Trespassing as a tort
The intent need not be to commit a trespass, but merely to go to a specific geographic place - if a person walking in a public park errantly leaves the park and enters private property, they are liable for trespass, even though they did not know that they had entered private land. However, a person who ends up on land where they did not intend to go is not liable for trespass. For example, a person walking in a public park who trips and rolls down a hill will not be liable for trespass just because the bottom of the hill is on private land.
The trespasser need not enter the land in person. Throwing any physical object onto the land of another - a rock, a clod of dirt, a bucket of water - is a trespass. Indeed, if A and B are standing next to C's land, and A pushes B onto the land without entering it himself, it is A (and not B, who did not intend to enter that space) who is liable for the trespass to C's land. There must be some physical entry, however. Causing noise, light, odors, or smoke to enter the land of another is not a trespass, but is instead a different tort, nuisance.

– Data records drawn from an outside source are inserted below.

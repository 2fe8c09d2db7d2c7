//! Shaker sort implementations.

mod naive;
mod optimized;

pub use naive::shaker_sort_naive;
pub use optimized::shaker_sort_optimized;

use crate::sorts::SortFn;
use crate::utils::VariantInfo;

/// All variants of this family, naive first.
pub fn available_variants<T: Clone>() -> Vec<VariantInfo<SortFn<T>>> {
    vec![
        VariantInfo {
            name: "naive",
            description: "Pass-counted cycles, swap flag checked once per cycle",
            function: shaker_sort_naive::<T>,
        },
        VariantInfo {
            name: "optimized",
            description: "Boundary-tracked cycles with a mid-cycle early exit",
            function: shaker_sort_optimized::<T>,
        },
    ]
}
//! # Heap Sort
//!
//! Two phases: build a max-heap bottom-up (sift down from `n/2 - 1` to
//! `0`, which is O(n), strictly better than top-down insertion), then
//! repeatedly swap the root with the last unsorted element and re-heapify
//! the shrunk heap. Not stable; O(n log n) in every case.
//!
//! Both variants use the bottom-up build and count identically; the naive
//! `heapify` recurses down the violating subtree while the optimized one
//! sifts down iteratively.

pub mod code;
#[cfg(test)]
mod test;

pub use code::{heap_sort_naive, heap_sort_optimized, heapify_naive, heapify_optimized};

use crate::sorts::{SortContext, Variant};

/// Unified entry point; the caller picks the variant explicitly.
pub fn heap_sort<T: Clone>(data: &mut [T], variant: Variant, ctx: &SortContext<T>) {
    match variant {
        Variant::Naive => heap_sort_naive(data, ctx),
        Variant::Optimized => heap_sort_optimized(data, ctx),
    }
}

/// Unified sift-down helper over the first `heap_size` elements.
pub fn heapify<T: Clone>(
    data: &mut [T],
    heap_size: usize,
    root: usize,
    variant: Variant,
    ctx: &SortContext<T>,
) {
    match variant {
        Variant::Naive => heapify_naive(data, heap_size, root, ctx),
        Variant::Optimized => heapify_optimized(data, heap_size, root, ctx),
    }
}
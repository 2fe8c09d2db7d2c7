//! Textbook shaker sort.

use crate::sorts::SortContext;
use std::cmp::Ordering;

/// Shaker sort, didactic form: symmetric shrinking bounds per pass index,
/// with the swap flag consulted only after a full bidirectional cycle.
/// Each cycle fixes both extremes, so `n / 2` cycles always suffice.
pub fn shaker_sort_naive<T: Clone>(data: &mut [T], ctx: &SortContext<T>) {
    let n = data.len();
    for pass in 0..n / 2 {
        let mut swapped = false;

        // Left to right: sink the maximum of the window.
        for i in pass..n - pass - 1 {
            if ctx.compare(&data[i], &data[i + 1]) == Ordering::Greater {
                ctx.swap(data, i, i + 1);
                swapped = true;
            }
        }

        // Right to left: float the minimum of the window.
        for i in (pass + 1..n - pass - 1).rev() {
            if ctx.compare(&data[i], &data[i - 1]) == Ordering::Less {
                ctx.swap(data, i, i - 1);
                swapped = true;
            }
        }

        if !swapped {
            break;
        }
    }
}
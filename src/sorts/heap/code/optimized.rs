//! Heap sort with iterative sift-down.

use crate::sorts::SortContext;
use std::cmp::Ordering;

/// Heap sort: same bottom-up construction and extraction as the naive
/// variant, with the sift-down expressed as a loop instead of recursion.
/// Comparison and swap counts are identical.
pub fn heap_sort_optimized<T: Clone>(data: &mut [T], ctx: &SortContext<T>) {
    let n = data.len();

    for i in (0..n / 2).rev() {
        heapify_optimized(data, n, i, ctx);
    }

    for i in (0..n).rev() {
        ctx.swap(data, 0, i);
        heapify_optimized(data, i, 0, ctx);
    }
}

/// Restore the max-heap property below `root` by sifting down
/// iteratively until the heap property holds or a leaf is reached.
pub fn heapify_optimized<T: Clone>(
    data: &mut [T],
    heap_size: usize,
    root: usize,
    ctx: &SortContext<T>,
) {
    let mut root = root;

    loop {
        let mut largest = root;
        let left = 2 * root + 1;
        let right = 2 * root + 2;

        if left < heap_size && ctx.compare(&data[left], &data[largest]) == Ordering::Greater {
            largest = left;
        }
        if right < heap_size && ctx.compare(&data[right], &data[largest]) == Ordering::Greater {
            largest = right;
        }

        if largest == root {
            break;
        }
        ctx.swap(data, root, largest);
        root = largest;
    }
}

For purposes of determining liability, the landowner's property rights extend above and below the land to as much distance as the landowner can beneficially use. Even a low-flying plane can trespass if it enters this usable space.

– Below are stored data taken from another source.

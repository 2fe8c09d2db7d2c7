use crate::sorts::{OpCounters, OpSnapshot, SortContext, SortFn};

fn run(data: &mut [i32], sort: SortFn<i32>) -> OpSnapshot {
    let counters = OpCounters::new();
    let cmp = |a: &i32, b: &i32| a.cmp(b);
    let ctx = SortContext::new(&cmp, &counters);
    sort(data, &ctx);
    counters.snapshot()
}

#[test]
fn test_sorts_edge_cases_and_random_input() {
    for variant in super::code::available_variants::<i32>() {
        for input in [
            vec![],
            vec![1],
            vec![2, 1],
            vec![3, 4, 1, 2],
            vec![5, 5, 5],
            vec![1, 2, 3, 4, 5],
            vec![5, 4, 3, 2, 1],
            vec![2, 8, 5, 3, 9, 4, 1, 7, 0, 6],
        ] {
            let mut data = input.clone();
            run(&mut data, variant.function);

            let mut expected = input.clone();
            expected.sort();
            assert_eq!(data, expected, "variant {} on {:?}", variant.name, input);
        }
    }
}

#[test]
fn test_is_stable() {
    let mut data = vec![(5, 0), (3, 1), (3, 2), (1, 3), (4, 4)];
    let counters = OpCounters::new();
    let cmp = |a: &(i32, usize), b: &(i32, usize)| a.0.cmp(&b.0);
    let ctx = SortContext::new(&cmp, &counters);

    super::shaker_sort_optimized(&mut data, &ctx);
    assert_eq!(data, vec![(1, 3), (3, 1), (3, 2), (4, 4), (5, 0)]);
}

#[test]
fn test_sorted_input_costs_one_cycle() {
    let n: u64 = 20;
    let mut data: Vec<i32> = (0..n as i32).collect();
    let snap = run(&mut data, super::shaker_sort_optimized);

    // One forward pass detects order and the cycle stops.
    assert_eq!(snap.comparisons, n - 1);
    assert_eq!(snap.swaps, 0);
}

#[test]
fn test_movements_are_three_per_swap() {
    let mut data = vec![9, 2, 7, 4, 5, 6, 3, 8, 1, 0];
    let snap = run(&mut data, super::shaker_sort_naive);
    assert!(snap.swaps > 0);
    assert_eq!(snap.movements, snap.swaps * 3);
}
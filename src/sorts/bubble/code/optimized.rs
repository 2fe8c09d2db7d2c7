//! Bubble sort with early exit.

use crate::sorts::SortContext;
use std::cmp::Ordering;

/// Bubble sort that stops after the first pass performing zero swaps.
/// On sorted input that is a single pass of `n - 1` comparisons.
pub fn bubble_sort_optimized<T: Clone>(data: &mut [T], ctx: &SortContext<T>) {
    let n = data.len();
    for i in 1..n {
        let mut swapped = false;
        for j in 0..n - i {
            if ctx.compare(&data[j], &data[j + 1]) == Ordering::Greater {
                ctx.swap(data, j, j + 1);
                swapped = true;
            }
        }
        if !swapped {
            break;
        }
    }
}
//! Classic selection sort.

use crate::sorts::SortContext;
use std::cmp::Ordering;

/// Selection sort: scan the unsorted suffix for its minimum and swap it
/// into place. The swap is unconditional, so the pass count and swap
/// count are exactly `n - 1` (self-swaps included).
pub fn selection_sort_naive<T: Clone>(data: &mut [T], ctx: &SortContext<T>) {
    let n = data.len();
    for i in 0..n.saturating_sub(1) {
        let mut min_idx = i;
        for j in i + 1..n {
            if ctx.compare(&data[j], &data[min_idx]) == Ordering::Less {
                min_idx = j;
            }
        }
        ctx.swap(data, i, min_idx);
    }
}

A constructive trespass occurs when a person who has permission to be on the land overstays their welcome. A person who stays in a business after its closing time, or who goes to a dinner party but refuses to leave long after the other guests have gone home, is a trespasser despite his initially proper presence. Furthermore, a guest's status as a trespasser arises as soon as he resists the property owner's command for him to leave the property. This is not a constructive trespass if the guest is unconscious.
Duties to trespassers
With respect to the duties owed to trespassers, there are two types of trespassers to consider. First, there is the undiscovered trespasser, to whom the property owner owes only a duty not to "trap" or wilfully harm the trespasser. At the outset, the concept of traps was narrowly defined. More recently, courts have engaged in some creativity, adopting a broader interpretation of a trap.
Second, there is the anticipated or discovered trespasser. To those parties, the landowner owes a duty of common humanity (See British Railways Board v. Herrington)—a duty to warn them of deadly conditions on the land which would be hidden to them, but of which the property owner is aware. A warning sign at the entrance to the land will suffice for this purpose. However, a property owner is under no duty to ascertain hazards on his property, and cannot be held liable for failing to discover a deadly hazard which injures a trespasser.

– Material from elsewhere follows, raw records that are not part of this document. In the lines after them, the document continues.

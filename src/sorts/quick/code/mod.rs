//! Quick sort implementations and the shared Lomuto partition.

mod naive;
mod optimized;

pub use naive::quick_sort_naive;
pub use optimized::quick_sort_optimized;

use crate::sorts::{SortContext, SortFn};
use crate::utils::VariantInfo;
use std::cmp::Ordering;

/// Lomuto partition of the inclusive range `[lo, hi]`, pivoting on
/// `data[hi]`. Returns the pivot's final index. Both variants use this
/// unchanged; the optimized one narrows the range after median-of-three.
///
/// The pivot is held in a cloned scratch value for the duration of the
/// scan; if that clone cannot be allocated the process aborts (skipping a
/// partition step silently would corrupt the ordering).
pub fn partition<T: Clone>(data: &mut [T], lo: usize, hi: usize, ctx: &SortContext<T>) -> usize {
    let pivot = data[hi].clone();
    let mut i = lo;

    for j in lo..hi {
        if ctx.compare(&data[j], &pivot) == Ordering::Less {
            ctx.swap(data, i, j);
            i += 1;
        }
    }
    ctx.swap(data, i, hi);
    i
}

/// Whole-slice wrappers so the range-signatured variants fit the common
/// `SortFn` shape used by variant listings and tests.
pub fn quick_sort_naive_full<T: Clone>(data: &mut [T], ctx: &SortContext<T>) {
    if data.len() > 1 {
        quick_sort_naive(data, 0, data.len() - 1, ctx);
    }
}

pub fn quick_sort_optimized_full<T: Clone>(data: &mut [T], ctx: &SortContext<T>) {
    if data.len() > 1 {
        quick_sort_optimized(data, 0, data.len() - 1, ctx);
    }
}

/// All variants of this family, naive first.
pub fn available_variants<T: Clone>() -> Vec<VariantInfo<SortFn<T>>> {
    vec![
        VariantInfo {
            name: "naive",
            description: "Last-element pivot, plain Lomuto",
            function: quick_sort_naive_full::<T>,
        },
        VariantInfo {
            name: "optimized",
            description: "Median-of-three pivot selection before Lomuto",
            function: quick_sort_optimized_full::<T>,
        },
    ]
}
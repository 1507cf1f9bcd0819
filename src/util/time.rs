//! Timing utilities
//!
//! Wall-clock measurement for solver runs and human-readable duration
//! formatting for the suite's progress output.

use std::time::{Duration, Instant};

/// Wall-clock stopwatch for a solver's iteration phase
///
/// A thin wrapper around `std::time::Instant` that reads as measurement
/// intent at the call site.
#[derive(Debug, Clone, Copy)]
pub struct Stopwatch {
    started: Instant,
}

impl Stopwatch {
    /// Start measuring now
    #[inline]
    pub fn start() -> Self {
        Self {
            started: Instant::now(),
        }
    }

    /// Time elapsed since the stopwatch started
    #[inline]
    pub fn elapsed(&self) -> Duration {
        self.started.elapsed()
    }
}

impl Default for Stopwatch {
    fn default() -> Self {
        Self::start()
    }
}

/// Format a duration in human-readable form
///
/// # Examples
///
/// ```
/// use std::time::Duration;
/// use heatbench::util::time::format_duration;
///
/// assert_eq!(format_duration(Duration::from_nanos(640)), "640ns");
/// assert_eq!(format_duration(Duration::from_micros(85)), "85.00us");
/// assert_eq!(format_duration(Duration::from_millis(12)), "12.00ms");
/// assert_eq!(format_duration(Duration::from_secs(3)), "3.00s");
/// ```
pub fn format_duration(duration: Duration) -> String {
    let nanos = duration.as_nanos();

    if nanos < 1_000 {
        format!("{}ns", nanos)
    } else if nanos < 1_000_000 {
        format!("{:.2}us", nanos as f64 / 1_000.0)
    } else if nanos < 1_000_000_000 {
        format!("{:.2}ms", nanos as f64 / 1_000_000.0)
    } else {
        format!("{:.2}s", nanos as f64 / 1_000_000_000.0)
    }
}

#[cfg(test)]
mod tests {
    use super::*;
    use std::thread;

    #[test]
    fn test_stopwatch_elapsed() {
        let timer = Stopwatch::start();
        thread::sleep(Duration::from_millis(25));
        let elapsed = timer.elapsed();

        assert!(elapsed >= Duration::from_millis(25));
        assert!(elapsed < Duration::from_secs(2)); // Allow scheduler slack
    }

    #[test]
    fn test_format_duration_picks_the_right_unit() {
        assert_eq!(format_duration(Duration::from_nanos(999)), "999ns");
        assert_eq!(format_duration(Duration::from_nanos(2750)), "2.75us");
        assert_eq!(format_duration(Duration::from_micros(1500)), "1.50ms");
        assert_eq!(format_duration(Duration::from_millis(2250)), "2.25s");
    }
}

Furthermore, an adult trespasser who is injured while on a defendant's property cannot sue under a theory of strict liability, even if the landowner was engaged in ultrahazardous activities, such as the keeping of wild animals, or the use of explosives. Instead, the trespasser must prove that the property owner intentionally or wantonly injured the plaintiff to recover. The exception is a child who is trespassing to play on ultra-hazardous items on the land. Since these trespassers are considered "anticipated" they are excepted under the doctrine of attractive nuisance.
A property owner may use reasonable (typically meaning nondeadly) force to prevent a person from trespassing on his, her or its land, or to expel a trespasser. However, a property owner may not force a trespasser off his land if doing so would expose the trespasser to a risk of serious injury. For example, a trespasser who takes shelter in a stranger's barn during a powerful storm cannot be expelled until the storm is over.
Many jurisdictions within the United States have passed statutes to modify or clarify the common law duties owed by a property owner to a trespasser (for example, by explicitly permitting the property owner to use deadly force to expel trespassers).